Material provided
<<<<

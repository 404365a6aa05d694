use std::fmt;

use super::error::ParameterError;

/// Bindings 0 and 1 carry frame and camera uniforms.
pub const FIRST_PARAMETER_BINDING: u32 = 2;

const SCALAR_SIZE: u64 = std::mem::size_of::<f32>() as u64;

struct Storage {
    values: Vec<f32>,
    binding: u32,
}

/// Named, fixed-size block of `f32` uniforms.
///
/// Lifecycle:
/// - [`initialize`](Self::initialize) allocates zeroed storage once and fires
///   the ready listener, if any
/// - [`write`](Self::write) / [`write_range`](Self::write_range) update the CPU
///   copy and mark the whole block for upload
/// - the renderer creates the GPU buffer lazily and uploads the entire block
///   after each write
pub struct ParameterBuffer {
    label: String,
    storage: Option<Storage>,
    gpu: Option<wgpu::Buffer>,
    dirty: bool,
    on_ready: Option<Box<dyn FnOnce(&ParameterBuffer)>>,
}

impl ParameterBuffer {
    pub fn new(label: impl Into<String>) -> Self {
        Self {
            label: label.into(),
            storage: None,
            gpu: None,
            dirty: false,
            on_ready: None,
        }
    }

    /// Registers a listener fired once when the buffer is initialized.
    ///
    /// Fires immediately if the buffer is already initialized.
    pub fn on_ready<F>(&mut self, listener: F)
    where
        F: FnOnce(&ParameterBuffer) + 'static,
    {
        if self.is_initialized() {
            listener(self);
        } else {
            self.on_ready = Some(Box::new(listener));
        }
    }

    /// Allocates `len` zeroed scalars bound at `binding`.
    pub fn initialize(&mut self, len: usize, binding: u32) -> Result<(), ParameterError> {
        if self.storage.is_some() {
            return Err(ParameterError::AlreadyInitialized(self.label.clone()));
        }
        if binding < FIRST_PARAMETER_BINDING {
            return Err(ParameterError::ReservedBinding(binding));
        }

        self.storage = Some(Storage {
            values: vec![0.0; len],
            binding,
        });
        self.dirty = true;
        log::debug!("parameter buffer '{}' initialized: {len} scalars at binding {binding}", self.label);

        if let Some(listener) = self.on_ready.take() {
            listener(self);
        }
        Ok(())
    }

    /// Builder form of [`initialize`](Self::initialize).
    pub fn with_len(mut self, len: usize, binding: u32) -> Result<Self, ParameterError> {
        self.initialize(len, binding)?;
        Ok(self)
    }

    pub fn is_initialized(&self) -> bool {
        self.storage.is_some()
    }

    pub fn label(&self) -> &str {
        &self.label
    }

    /// Number of scalars, or zero before initialization.
    pub fn len(&self) -> usize {
        self.storage.as_ref().map_or(0, |s| s.values.len())
    }

    pub fn is_empty(&self) -> bool {
        self.len() == 0
    }

    pub fn binding(&self) -> Option<u32> {
        self.storage.as_ref().map(|s| s.binding)
    }

    pub fn values(&self) -> &[f32] {
        self.storage.as_ref().map_or(&[], |s| s.values.as_slice())
    }

    pub fn get(&self, offset: usize) -> Option<f32> {
        self.values().get(offset).copied()
    }

    pub fn write(&mut self, value: f32, offset: usize) -> Result<(), ParameterError> {
        self.write_range(&[value], offset)
    }

    pub fn write_range(&mut self, values: &[f32], offset: usize) -> Result<(), ParameterError> {
        let storage = self
            .storage
            .as_mut()
            .ok_or_else(|| ParameterError::NotInitialized(self.label.clone()))?;

        let capacity = storage.values.len();
        let end = offset
            .checked_add(values.len())
            .filter(|end| *end <= capacity)
            .ok_or(ParameterError::OutOfBounds {
                offset,
                len: values.len(),
                capacity,
            })?;

        storage.values[offset..end].copy_from_slice(values);
        self.dirty = true;
        Ok(())
    }

    /// True when the CPU copy changed since the last upload.
    pub fn is_dirty(&self) -> bool {
        self.dirty
    }

    // ── GPU side ──────────────────────────────────────────────────────────

    /// Size of the GPU buffer in bytes.
    ///
    /// Rounded up to 16 bytes so any WGSL uniform struct over the block fits.
    pub fn gpu_size(&self) -> u64 {
        let bytes = self.len() as u64 * SCALAR_SIZE;
        bytes.max(16).next_multiple_of(16)
    }

    /// Creates the GPU buffer if it does not exist yet.
    pub(crate) fn ensure_gpu(&mut self, device: &wgpu::Device) -> Result<(), ParameterError> {
        if self.gpu.is_some() {
            return Ok(());
        }
        if !self.is_initialized() {
            return Err(ParameterError::NotInitialized(self.label.clone()));
        }

        self.gpu = Some(device.create_buffer(&wgpu::BufferDescriptor {
            label: Some(self.label.as_str()),
            size: self.gpu_size(),
            usage: wgpu::BufferUsages::UNIFORM | wgpu::BufferUsages::COPY_DST,
            mapped_at_creation: false,
        }));
        self.dirty = true;
        Ok(())
    }

    /// Enqueues the whole block for upload if it changed.
    pub(crate) fn upload(&mut self, queue: &wgpu::Queue) {
        let Some(buffer) = self.gpu.as_ref() else { return };
        if !self.dirty || self.is_empty() {
            return;
        }
        queue.write_buffer(buffer, 0, bytemuck::cast_slice(self.values()));
        self.dirty = false;
    }

    /// Bind-group-layout entry for this block.
    pub fn layout_entry(&self) -> Option<wgpu::BindGroupLayoutEntry> {
        let binding = self.binding()?;
        Some(wgpu::BindGroupLayoutEntry {
            binding,
            visibility: wgpu::ShaderStages::FRAGMENT,
            ty: wgpu::BindingType::Buffer {
                ty: wgpu::BufferBindingType::Uniform,
                has_dynamic_offset: false,
                min_binding_size: None,
            },
            count: None,
        })
    }

    /// Bind-group entry for this block. `None` until the GPU buffer exists.
    pub fn bind_group_entry(&self) -> Option<wgpu::BindGroupEntry<'_>> {
        let binding = self.binding()?;
        let buffer = self.gpu.as_ref()?;
        Some(wgpu::BindGroupEntry {
            binding,
            resource: buffer.as_entire_binding(),
        })
    }
}

impl fmt::Debug for ParameterBuffer {
    fn fmt(&self, f: &mut fmt::Formatter<'_>) -> fmt::Result {
        f.debug_struct("ParameterBuffer")
            .field("label", &self.label)
            .field("len", &self.len())
            .field("binding", &self.binding())
            .field("gpu", &self.gpu.is_some())
            .field("dirty", &self.dirty)
            .finish()
    }
}

#[cfg(test)]
mod tests {
    use std::cell::Cell;
    use std::rc::Rc;

    use super::*;

    fn ready(len: usize) -> ParameterBuffer {
        ParameterBuffer::new("params").with_len(len, FIRST_PARAMETER_BINDING).unwrap()
    }

    #[test]
    fn initialize_allocates_zeroed_block() {
        let p = ready(6);
        assert_eq!(p.len(), 6);
        assert_eq!(p.values(), &[0.0; 6]);
        assert_eq!(p.binding(), Some(2));
        assert!(p.is_dirty());
    }

    #[test]
    fn write_then_read_returns_value() {
        let mut p = ready(4);
        p.write(1.5, 2).unwrap();
        assert_eq!(p.get(2), Some(1.5));
        assert_eq!(p.values(), &[0.0, 0.0, 1.5, 0.0]);
    }

    #[test]
    fn write_range_copies_in_place() {
        let mut p = ready(5);
        p.write_range(&[1.0, 2.0, 3.0], 1).unwrap();
        assert_eq!(p.values(), &[0.0, 1.0, 2.0, 3.0, 0.0]);
    }

    #[test]
    fn write_past_capacity_fails() {
        let mut p = ready(4);
        assert_eq!(
            p.write(1.0, 4),
            Err(ParameterError::OutOfBounds { offset: 4, len: 1, capacity: 4 })
        );
        assert!(p.write_range(&[1.0, 2.0], 3).is_err());
        assert!(p.write_range(&[1.0], usize::MAX).is_err());
        // Failed writes leave the block untouched.
        assert_eq!(p.values(), &[0.0; 4]);
    }

    #[test]
    fn write_before_initialize_fails() {
        let mut p = ParameterBuffer::new("late");
        assert_eq!(p.write(1.0, 0), Err(ParameterError::NotInitialized("late".into())));
    }

    #[test]
    fn reinitialize_is_rejected() {
        let mut p = ready(4);
        p.write(9.0, 0).unwrap();
        assert_eq!(
            p.initialize(8, 3),
            Err(ParameterError::AlreadyInitialized("params".into()))
        );
        assert_eq!(p.len(), 4);
        assert_eq!(p.get(0), Some(9.0));
    }

    #[test]
    fn reserved_bindings_are_rejected() {
        let mut p = ParameterBuffer::new("params");
        assert_eq!(p.initialize(4, 1), Err(ParameterError::ReservedBinding(1)));
        assert!(!p.is_initialized());
    }

    #[test]
    fn ready_listener_fires_once() {
        let fired = Rc::new(Cell::new(0));
        let seen_len = Rc::new(Cell::new(0));

        let mut p = ParameterBuffer::new("params");
        let (f, l) = (fired.clone(), seen_len.clone());
        p.on_ready(move |buf| {
            f.set(f.get() + 1);
            l.set(buf.len());
        });
        assert_eq!(fired.get(), 0);

        p.initialize(3, 2).unwrap();
        assert_eq!(fired.get(), 1);
        assert_eq!(seen_len.get(), 3);

        let _ = p.initialize(3, 2);
        assert_eq!(fired.get(), 1);
    }

    #[test]
    fn ready_listener_on_live_buffer_fires_immediately() {
        let fired = Rc::new(Cell::new(false));
        let mut p = ready(1);
        let f = fired.clone();
        p.on_ready(move |_| f.set(true));
        assert!(fired.get());
    }

    #[test]
    fn gpu_size_is_sixteen_byte_aligned() {
        assert_eq!(ready(1).gpu_size(), 16);
        assert_eq!(ready(4).gpu_size(), 16);
        assert_eq!(ready(5).gpu_size(), 32);
        assert_eq!(ready(0).gpu_size(), 16);
    }

    #[test]
    fn layout_entry_follows_binding() {
        let p = ParameterBuffer::new("p").with_len(4, 3).unwrap();
        let entry = p.layout_entry().unwrap();
        assert_eq!(entry.binding, 3);
        assert_eq!(entry.visibility, wgpu::ShaderStages::FRAGMENT);
        assert!(ParameterBuffer::new("q").layout_entry().is_none());
        // No GPU buffer yet.
        assert!(p.bind_group_entry().is_none());
    }
}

>>>>

Exercise directions
Copy out only the lines above from the one with "assert!(!p.is_initialized());" to the one with "let mut p = ready(1);", inclusive, exactly as they stand.

Response
        assert!(!p.is_initialized());
    }

    #[test]
    fn ready_listener_fires_once() {
        let fired = Rc::new(Cell::new(0));
        let seen_len = Rc::new(Cell::new(0));

        let mut p = ParameterBuffer::new("params");
        let (f, l) = (fired.clone(), seen_len.clone());
        p.on_ready(move |buf| {
            f.set(f.get() + 1);
            l.set(buf.len());
        });
        assert_eq!(fired.get(), 0);

        p.initialize(3, 2).unwrap();
        assert_eq!(fired.get(), 1);
        assert_eq!(seen_len.get(), 3);

        let _ = p.initialize(3, 2);
        assert_eq!(fired.get(), 1);
    }

    #[test]
    fn ready_listener_on_live_buffer_fires_immediately() {
        let fired = Rc::new(Cell::new(false));
        let mut p = ready(1);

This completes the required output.